_What this task involves_
Repeat, without any change, the entries presented below.

Data supplied START

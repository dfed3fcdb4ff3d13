//! Reference data: companies, payment vocabulary and script special cases.
//!
//! Loaded once at start-up and read-only afterwards. The embedded document can be
//! extended with a user file and, best effort, with index-constituent lists.

use anyhow::{Context, Result};
use serde::{Deserialize, Serialize};
use std::fs;
use std::path::{Path, PathBuf};
use std::time::Duration;
use tracing::{info, warn};
use whatif_core::CompanyRecord;

use crate::enrich::{IndexSource, enrich_from_indexes};

const EMBEDDED: &str = include_str!("../data/reference.toml");

#[derive(Debug, Clone, PartialEq, Eq, Serialize, Deserialize)]
pub struct SpecialCase {
    pub fragment: String,
    pub ticker: String,
    #[serde(default)]
    pub note: Option<String>,
}

#[derive(Debug, Clone, Default, PartialEq, Eq, Serialize, Deserialize)]
pub struct PaymentVocabulary {
    #[serde(default)]
    pub terms: Vec<String>,
}

#[derive(Debug, Clone, Default, PartialEq, Eq, Serialize, Deserialize)]
pub struct ReferenceData {
    #[serde(default)]
    pub version: u32,
    #[serde(default, rename = "company")]
    pub companies: Vec<CompanyRecord>,
    #[serde(default)]
    pub payment_vocabulary: PaymentVocabulary,
    #[serde(default, rename = "special_case")]
    pub special_cases: Vec<SpecialCase>,
}

impl ReferenceData {
    /// The reference document compiled into the binary.
    pub fn embedded() -> Result<Self> {
        Self::from_toml_str(EMBEDDED).context("parse embedded reference data")
    }

    pub fn from_toml_str(s: &str) -> Result<Self> {
        Ok(toml::from_str(s)?)
    }

    pub fn load_file(path: &Path) -> Result<Self> {
        let s = fs::read_to_string(path).with_context(|| format!("read {}", path.display()))?;
        Self::from_toml_str(&s).with_context(|| format!("parse {}", path.display()))
    }

    pub fn find_ticker(&self, ticker: &str) -> Option<&CompanyRecord> {
        self.companies
            .iter()
            .find(|c| c.ticker.eq_ignore_ascii_case(ticker))
    }

    /// Append companies whose ticker is not known yet. Returns how many were added.
    pub fn add_companies(&mut self, companies: Vec<CompanyRecord>) -> usize {
        let mut added = 0;
        for company in companies {
            if self.find_ticker(&company.ticker).is_none() {
                self.companies.push(company);
                added += 1;
            }
        }
        added
    }

    /// Merge another document: known tickers gain the new aliases, unknown ones are appended.
    pub fn merge(&mut self, other: ReferenceData) {
        for company in other.companies {
            match self
                .companies
                .iter_mut()
                .find(|c| c.ticker.eq_ignore_ascii_case(&company.ticker))
            {
                Some(existing) => {
                    for alias in company.aliases {
                        if !existing.aliases.iter().any(|a| a.eq_ignore_ascii_case(&alias)) {
                            existing.aliases.push(alias);
                        }
                    }
                }
                None => self.companies.push(company),
            }
        }
        self.payment_vocabulary.terms.extend(other.payment_vocabulary.terms);
        self.special_cases.extend(other.special_cases);
        self.version = self.version.max(other.version);
    }

    /// Special cases whose ticker is not a known company are reported and dropped.
    pub fn validate(&mut self) {
        let known: Vec<String> = self.companies.iter().map(|c| c.ticker.to_uppercase()).collect();
        self.special_cases.retain(|sc| {
            let ok = known.contains(&sc.ticker.to_uppercase());
            if !ok {
                warn!(fragment = %sc.fragment, ticker = %sc.ticker, "special case names unknown ticker");
            }
            ok
        });
    }
}

/// Where reference data comes from, beyond the embedded document.
#[derive(Debug, Clone, Serialize, Deserialize)]
#[serde(default)]
pub struct ReferenceConfig {
    /// Extra TOML document in the embedded format.
    pub companies_file: Option<PathBuf>,
    /// Fetch index constituents at start-up. Never blocks extraction.
    pub enrich: bool,
    pub index_sources: Vec<IndexSource>,
}

impl Default for ReferenceConfig {
    fn default() -> Self {
        Self {
            companies_file: None,
            enrich: false,
            index_sources: IndexSource::defaults(),
        }
    }
}

/// Embedded data, then the user file, then (best effort) index enrichment.
pub fn load_reference(config: &ReferenceConfig, timeout: Duration) -> Result<ReferenceData> {
    let mut reference = ReferenceData::embedded()?;

    if let Some(path) = &config.companies_file {
        reference.merge(ReferenceData::load_file(path)?);
    }

    if config.enrich {
        let added = enrich_from_indexes(&mut reference, &config.index_sources, timeout);
        info!(added, "index enrichment finished");
    }

    reference.validate();
    info!(
        companies = reference.companies.len(),
        special_cases = reference.special_cases.len(),
        "reference data loaded"
    );
    Ok(reference)
}

#[cfg(test)]
mod tests {
    use super::*;
    use whatif_core::Exchange;

    #[test]
    fn test_embedded_reference_parses() {
        let r = ReferenceData::embedded().unwrap();
        assert_eq!(r.version, 1);
        assert!(r.companies.len() >= 40);
        let nflx = r.find_ticker("NFLX").unwrap();
        assert_eq!(nflx.canonical_name, "Netflix");
        assert_eq!(nflx.exchange, Exchange::Nasdaq);
        assert!(r.payment_vocabulary.terms.iter().any(|t| t == "visa"));
    }

    #[test]
    fn test_embedded_special_cases_all_resolve() {
        let mut r = ReferenceData::embedded().unwrap();
        let before = r.special_cases.len();
        r.validate();
        assert_eq!(r.special_cases.len(), before);
    }

    #[test]
    fn test_merge_extends_aliases_and_appends() {
        let mut r = ReferenceData::embedded().unwrap();
        let extra = ReferenceData::from_toml_str(
            r#"
            version = 2

            [[company]]
            name = "Netflix"
            ticker = "nflx"
            exchange = "nasdaq"
            aliases = ["nflx.com"]

            [[company]]
            name = "Super-Pharm Holdings"
            ticker = "SPRM"
            exchange = "tase"
            aliases = ["סופר פארם"]
            "#,
        )
        .unwrap();
        let count = r.companies.len();
        r.merge(extra);

        assert_eq!(r.version, 2);
        assert_eq!(r.companies.len(), count + 1);
        assert!(r.find_ticker("NFLX").unwrap().aliases.contains(&"nflx.com".to_string()));
        assert_eq!(r.find_ticker("SPRM").unwrap().exchange, Exchange::Tase);
    }

    #[test]
    fn test_validate_drops_unknown_special_case() {
        let mut r = ReferenceData::from_toml_str(
            r#"
            [[company]]
            name = "Netflix"
            ticker = "NFLX"
            exchange = "nasdaq"

            [[special_case]]
            fragment = "xyz"
            ticker = "NOPE"
            "#,
        )
        .unwrap();
        r.validate();
        assert!(r.special_cases.is_empty());
    }

    #[test]
    fn test_add_companies_skips_known_tickers() {
        let mut r = ReferenceData::embedded().unwrap();
        let count = r.companies.len();
        let added = r.add_companies(vec![
            CompanyRecord::new("Netflix Inc.", "NFLX", Exchange::Nasdaq, &[]),
            CompanyRecord::new("Costco Wholesale", "COST", Exchange::Nasdaq, &[]),
        ]);
        assert_eq!(added, 1);
        assert_eq!(r.companies.len(), count + 1);
    }

    #[test]
    fn test_index_sources_ship_disabled() {
        let config = ReferenceConfig::default();
        assert!(!config.enrich);
        assert_eq!(config.index_sources.len(), 5);

        let config: ReferenceConfig = toml::from_str(
            r#"
            enrich = true

            [[index_sources]]
            name = "DAX"
            url = "https://en.wikipedia.org/wiki/DAX"
            format = "html-table"
            symbol_column = "Ticker"
            name_column = "Company"
            exchange = "xetra"
            "#,
        )
        .unwrap();
        assert!(config.enrich);
        assert_eq!(config.index_sources.len(), 1);
        assert_eq!(config.index_sources[0].format, crate::enrich::IndexFormat::HtmlTable);
    }
}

Data supplied END

_Task result_
repository dfed3fcdb4ff3d13
//! Reference data: companies, payment vocabulary and script special cases.
//!
//! Loaded once at start-up and read-only afterwards. The embedded document can be
//! extended with a user file and, best effort, with index-constituent lists.

use anyhow::{Context, Result};
use serde::{Deserialize, Serialize};
use std::fs;
use std::path::{Path, PathBuf};
use std::time::Duration;
use tracing::{info, warn};
use whatif_core::CompanyRecord;

use crate::enrich::{IndexSource, enrich_from_indexes};

const EMBEDDED: &str = include_str!("../data/reference.toml");

#[derive(Debug, Clone, PartialEq, Eq, Serialize, Deserialize)]
pub struct SpecialCase {
    pub fragment: String,
    pub ticker: String,
    #[serde(default)]
    pub note: Option<String>,
}

#[derive(Debug, Clone, Default, PartialEq, Eq, Serialize, Deserialize)]
pub struct PaymentVocabulary {
    #[serde(default)]
    pub terms: Vec<String>,
}

#[derive(Debug, Clone, Default, PartialEq, Eq, Serialize, Deserialize)]
pub struct ReferenceData {
    #[serde(default)]
    pub version: u32,
    #[serde(default, rename = "company")]
    pub companies: Vec<CompanyRecord>,
    #[serde(default)]
    pub payment_vocabulary: PaymentVocabulary,
    #[serde(default, rename = "special_case")]
    pub special_cases: Vec<SpecialCase>,
}

impl ReferenceData {
    /// The reference document compiled into the binary.
    pub fn embedded() -> Result<Self> {
        Self::from_toml_str(EMBEDDED).context("parse embedded reference data")
    }

    pub fn from_toml_str(s: &str) -> Result<Self> {
        Ok(toml::from_str(s)?)
    }

    pub fn load_file(path: &Path) -> Result<Self> {
        let s = fs::read_to_string(path).with_context(|| format!("read {}", path.display()))?;
        Self::from_toml_str(&s).with_context(|| format!("parse {}", path.display()))
    }

    pub fn find_ticker(&self, ticker: &str) -> Option<&CompanyRecord> {
        self.companies
            .iter()
            .find(|c| c.ticker.eq_ignore_ascii_case(ticker))
    }

    /// Append companies whose ticker is not known yet. Returns how many were added.
    pub fn add_companies(&mut self, companies: Vec<CompanyRecord>) -> usize {
        let mut added = 0;
        for company in companies {
            if self.find_ticker(&company.ticker).is_none() {
                self.companies.push(company);
                added += 1;
            }
        }
        added
    }

    /// Merge another document: known tickers gain the new aliases, unknown ones are appended.
    pub fn merge(&mut self, other: ReferenceData) {
        for company in other.companies {
            match self
                .companies
                .iter_mut()
                .find(|c| c.ticker.eq_ignore_ascii_case(&company.ticker))
            {
                Some(existing) => {
                    for alias in company.aliases {
                        if !existing.aliases.iter().any(|a| a.eq_ignore_ascii_case(&alias)) {
                            existing.aliases.push(alias);
                        }
                    }
                }
                None => self.companies.push(company),
            }
        }
        self.payment_vocabulary.terms.extend(other.payment_vocabulary.terms);
        self.special_cases.extend(other.special_cases);
        self.version = self.version.max(other.version);
    }

    /// Special cases whose ticker is not a known company are reported and dropped.
    pub fn validate(&mut self) {
        let known: Vec<String> = self.companies.iter().map(|c| c.ticker.to_uppercase()).collect();
        self.special_cases.retain(|sc| {
            let ok = known.contains(&sc.ticker.to_uppercase());
            if !ok {
                warn!(fragment = %sc.fragment, ticker = %sc.ticker, "special case names unknown ticker");
            }
            ok
        });
    }
}

/// Where reference data comes from, beyond the embedded document.
#[derive(Debug, Clone, Serialize, Deserialize)]
#[serde(default)]
pub struct ReferenceConfig {
    /// Extra TOML document in the embedded format.
    pub companies_file: Option<PathBuf>,
    /// Fetch index constituents at start-up. Never blocks extraction.
    pub enrich: bool,
    pub index_sources: Vec<IndexSource>,
}

impl Default for ReferenceConfig {
    fn default() -> Self {
        Self {
            companies_file: None,
            enrich: false,
            index_sources: IndexSource::defaults(),
        }
    }
}

/// Embedded data, then the user file, then (best effort) index enrichment.
pub fn load_reference(config: &ReferenceConfig, timeout: Duration) -> Result<ReferenceData> {
    let mut reference = ReferenceData::embedded()?;

    if let Some(path) = &config.companies_file {
        reference.merge(ReferenceData::load_file(path)?);
    }

    if config.enrich {
        let added = enrich_from_indexes(&mut reference, &config.index_sources, timeout);
        info!(added, "index enrichment finished");
    }

    reference.validate();
    info!(
        companies = reference.companies.len(),
        special_cases = reference.special_cases.len(),
        "reference data loaded"
    );
    Ok(reference)
}

#[cfg(test)]
mod tests {
    use super::*;
    use whatif_core::Exchange;

    #[test]
    fn test_embedded_reference_parses() {
        let r = ReferenceData::embedded().unwrap();
        assert_eq!(r.version, 1);
        assert!(r.companies.len() >= 40);
        let nflx = r.find_ticker("NFLX").unwrap();
        assert_eq!(nflx.canonical_name, "Netflix");
        assert_eq!(nflx.exchange, Exchange::Nasdaq);
        assert!(r.payment_vocabulary.terms.iter().any(|t| t == "visa"));
    }

    #[test]
    fn test_embedded_special_cases_all_resolve() {
        let mut r = ReferenceData::embedded().unwrap();
        let before = r.special_cases.len();
        r.validate();
        assert_eq!(r.special_cases.len(), before);
    }

    #[test]
    fn test_merge_extends_aliases_and_appends() {
        let mut r = ReferenceData::embedded().unwrap();
        let extra = ReferenceData::from_toml_str(
            r#"
            version = 2

            [[company]]
            name = "Netflix"
            ticker = "nflx"
            exchange = "nasdaq"
            aliases = ["nflx.com"]

            [[company]]
            name = "Super-Pharm Holdings"
            ticker = "SPRM"
            exchange = "tase"
            aliases = ["סופר פארם"]
            "#,
        )
        .unwrap();
        let count = r.companies.len();
        r.merge(extra);

        assert_eq!(r.version, 2);
        assert_eq!(r.companies.len(), count + 1);
        assert!(r.find_ticker("NFLX").unwrap().aliases.contains(&"nflx.com".to_string()));
        assert_eq!(r.find_ticker("SPRM").unwrap().exchange, Exchange::Tase);
    }

    #[test]
    fn test_validate_drops_unknown_special_case() {
        let mut r = ReferenceData::from_toml_str(
            r#"
            [[company]]
            name = "Netflix"
            ticker = "NFLX"
            exchange = "nasdaq"

            [[special_case]]
            fragment = "xyz"
            ticker = "NOPE"
            "#,
        )
        .unwrap();
        r.validate();
        assert!(r.special_cases.is_empty());
    }

    #[test]
    fn test_add_companies_skips_known_tickers() {
        let mut r = ReferenceData::embedded().unwrap();
        let count = r.companies.len();
        let added = r.add_companies(vec![
            CompanyRecord::new("Netflix Inc.", "NFLX", Exchange::Nasdaq, &[]),
            CompanyRecord::new("Costco Wholesale", "COST", Exchange::Nasdaq, &[]),
        ]);
        assert_eq!(added, 1);
        assert_eq!(r.companies.len(), count + 1);
    }

    #[test]
    fn test_index_sources_ship_disabled() {
        let config = ReferenceConfig::default();
        assert!(!config.enrich);
        assert_eq!(config.index_sources.len(), 5);

        let config: ReferenceConfig = toml::from_str(
            r#"
            enrich = true

            [[index_sources]]
            name = "DAX"
            url = "https://en.wikipedia.org/wiki/DAX"
            format = "html-table"
            symbol_column = "Ticker"
            name_column = "Company"
            exchange = "xetra"
            "#,
        )
        .unwrap();
        assert!(config.enrich);
        assert_eq!(config.index_sources.len(), 1);
        assert_eq!(config.index_sources[0].format, crate::enrich::IndexFormat::HtmlTable);
    }
}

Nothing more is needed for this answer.